I’m a university person. I’ve got two Masters degrees (and still don’t know how to apostrophise ‘Masters’). One day I’d like a PhD if I can get one without much extra work. The world of vocational study is quite foreign to me, so I did what all good university people do when they meet a concept they’re not familiar with and looked it up.

The Cambridge Dictionary defines vocational as ‘providing skills and education that prepare you for a job’.

Allaboutschooleavers.co.uk says that vocational study:

  • Takes place in the workplace
  • Helps students learn how to apply new knowledge to real-life situations straightaway
  • Is designed to meet the specific needs of employers and job sectors
  • Can help people decide whether a particular job sector is right for them.

Techtorium says that

‘One of the significant differences between vocational and academic study is that study for an academic degree involves study across various and broad subjects, for example, Calculus is required for many engineering directions. Economics for any business direction, whereas vocational study is directed towards focused topics like repairing computers or cutting hair.

All of which is leading me to my thought for the day: PhDs are vocational qualifications.

PhDs:

  • Take place in the workplace (a university)
  • Help students learn how to apply new knowledge (research methodologies) to real-world situations (research projects your manager tells you to do)
  • Meet the staffing needs of university departments and applied research organisations (and not many other people?)
  • Can help you realise whether a particular job sector (academia) is right for you
  • Don’t include subjects that can be called ‘various’ and ‘broad’
  • Teach you the focussed and specific skill of how to do research.

What do you think? Is this convincing?

I did a taught Masters, and learnt a lot about my subject. I did a research Masters in a different field, and learnt a lot about the skill of research. One is academic, the other vocational.

And I realise that I’ve annoyed people by saying this, because society can’t conceive of the highest course that universities offer as being vocational. Vocational is plumbers and electricians and other people who have no status but hold society together. The fabulous Sir Ken Robinson put it well, in his watch-once-a-year-for-the-rest-of-your-life talk ‘Do schools kill creativity?’

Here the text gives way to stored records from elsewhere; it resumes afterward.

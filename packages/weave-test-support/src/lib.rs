//! Fixtures shared by the weave test suites, and a conformance suite every
//! [`SnapshotStore`] backend runs against itself.

use weave_core::{Atom, AtomBatch, AtomId, Op, SiteId, Snapshot, SnapshotStore, StateStore, Weave};

pub fn id(site: u32, timestamp: u64) -> AtomId {
    AtomId::new(SiteId(site), timestamp)
}

/// Every ordering of `items`, generated with Heap's algorithm.
pub fn permutations<T: Clone>(items: &[T]) -> Vec<Vec<T>> {
    fn heap<T: Clone>(k: usize, items: &mut [T], out: &mut Vec<Vec<T>>) {
        if k <= 1 {
            out.push(items.to_vec());
            return;
        }
        heap(k - 1, items, out);
        for i in 0..(k - 1) {
            if k % 2 == 0 {
                items.swap(i, k - 1);
            } else {
                items.swap(0, k - 1);
            }
            heap(k - 1, items, out);
        }
    }

    let mut out = Vec::new();
    heap(items.len(), &mut items.to_vec(), &mut out);
    out
}

/// Insert `atoms` in the given order, resubmitting atoms whose cause was missing until a pass
/// makes no progress. Returns the atoms that never found their cause.
pub fn deliver<O: Clone>(weave: &mut Weave<O>, atoms: Vec<Atom<O>>) -> Vec<Atom<O>> {
    let mut pending = atoms;
    loop {
        let before = pending.len();
        let mut batch: AtomBatch<O> = weave.insert_batch(pending);
        assert!(batch.failed.is_empty(), "unexpected failures: {:?}", batch.failed);
        pending = batch.take_pending();
        if pending.is_empty() || pending.len() == before {
            return pending;
        }
    }
}

/// [`deliver`] through a replica, so its version vector follows the atoms that land.
pub fn deliver_remote<O: Clone>(store: &mut StateStore<O>, atoms: Vec<Atom<O>>) -> Vec<Atom<O>> {
    let mut pending = atoms;
    loop {
        let before = pending.len();
        let mut batch = store.apply_remote(pending);
        assert!(batch.failed.is_empty(), "unexpected failures: {:?}", batch.failed);
        pending = batch.take_pending();
        if pending.is_empty() || pending.len() == before {
            return pending;
        }
    }
}

/// A small document from two sites: one object with a tag, two concurrent values, and a delete.
pub fn sample_ops() -> Snapshot<Op> {
    let mut store: StateStore<Op> = StateStore::new(SiteId(1));
    let object = store.mint(None, Op::object("card")).map(|r| r.atom().id).unwrap();
    let tag = store.mint(Some(object), Op::tag("title")).map(|r| r.atom().id).unwrap();
    store.mint(Some(tag), Op::value("draft")).unwrap();
    store.apply_remote(vec![
        Atom::child(id(2, 3), tag, Op::value(serde_json::json!({"text": "final"}))),
        Atom::child(id(2, 4), object, Op::Delete),
    ]);
    store.export_state()
}

pub mod conformance {
    //! Checks any snapshot store must pass. Each takes a fresh, empty store.

    use super::*;

    pub fn empty_store_loads_nothing<S: SnapshotStore<Op>>(store: S) {
        assert_eq!(store.load().unwrap(), None);
    }

    pub fn save_then_load_round_trips<S: SnapshotStore<Op>>(mut store: S) {
        let snapshot = sample_ops();
        store.save(&snapshot).unwrap();
        assert_eq!(store.load().unwrap(), Some(snapshot));
    }

    pub fn save_replaces_previous_snapshot<S: SnapshotStore<Op>>(mut store: S) {
        store.save(&sample_ops()).unwrap();

        let mut smaller: StateStore<Op> = StateStore::new(SiteId(3));
        smaller.mint(None, Op::object("other")).unwrap();
        let replacement = smaller.export_state();
        store.save(&replacement).unwrap();

        assert_eq!(store.load().unwrap(), Some(replacement));
    }

    pub fn empty_snapshot_round_trips<S: SnapshotStore<Op>>(mut store: S) {
        store.save(&Snapshot::empty()).unwrap();
        let loaded = store.load().unwrap().unwrap();
        assert!(loaded.is_empty());
        assert!(loaded.version.is_empty());
    }

    /// Run every check, building a fresh store for each.
    pub fn run_all<S: SnapshotStore<Op>>(mut fresh: impl FnMut() -> S) {
        empty_store_loads_nothing(fresh());
        save_then_load_round_trips(fresh());
        save_replaces_previous_snapshot(fresh());
        empty_snapshot_round_trips(fresh());
    }
}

‘Academic ability… has really come to dominate our view of intelligence, because the universities designed the system in their image.’

And this is a broader problem than some arbitrary categorisation of a course that very few people take and even fewer care about. Contrary to what many people are taught to think, a higher university degree ≠ a more intelligent ≠ a better person. (If a PhD is an assessment of anything, I’d suggest it’s bloody-mindedness.) I’ve drafted a longer post on intelligence and how our society defines it wrongly – it’s in-depth and thoughtful and therefore I’ve been putting off finishing it for weeks, because more degrees ≠ less procrastination – in fact, it just means I have a lot more practice at it.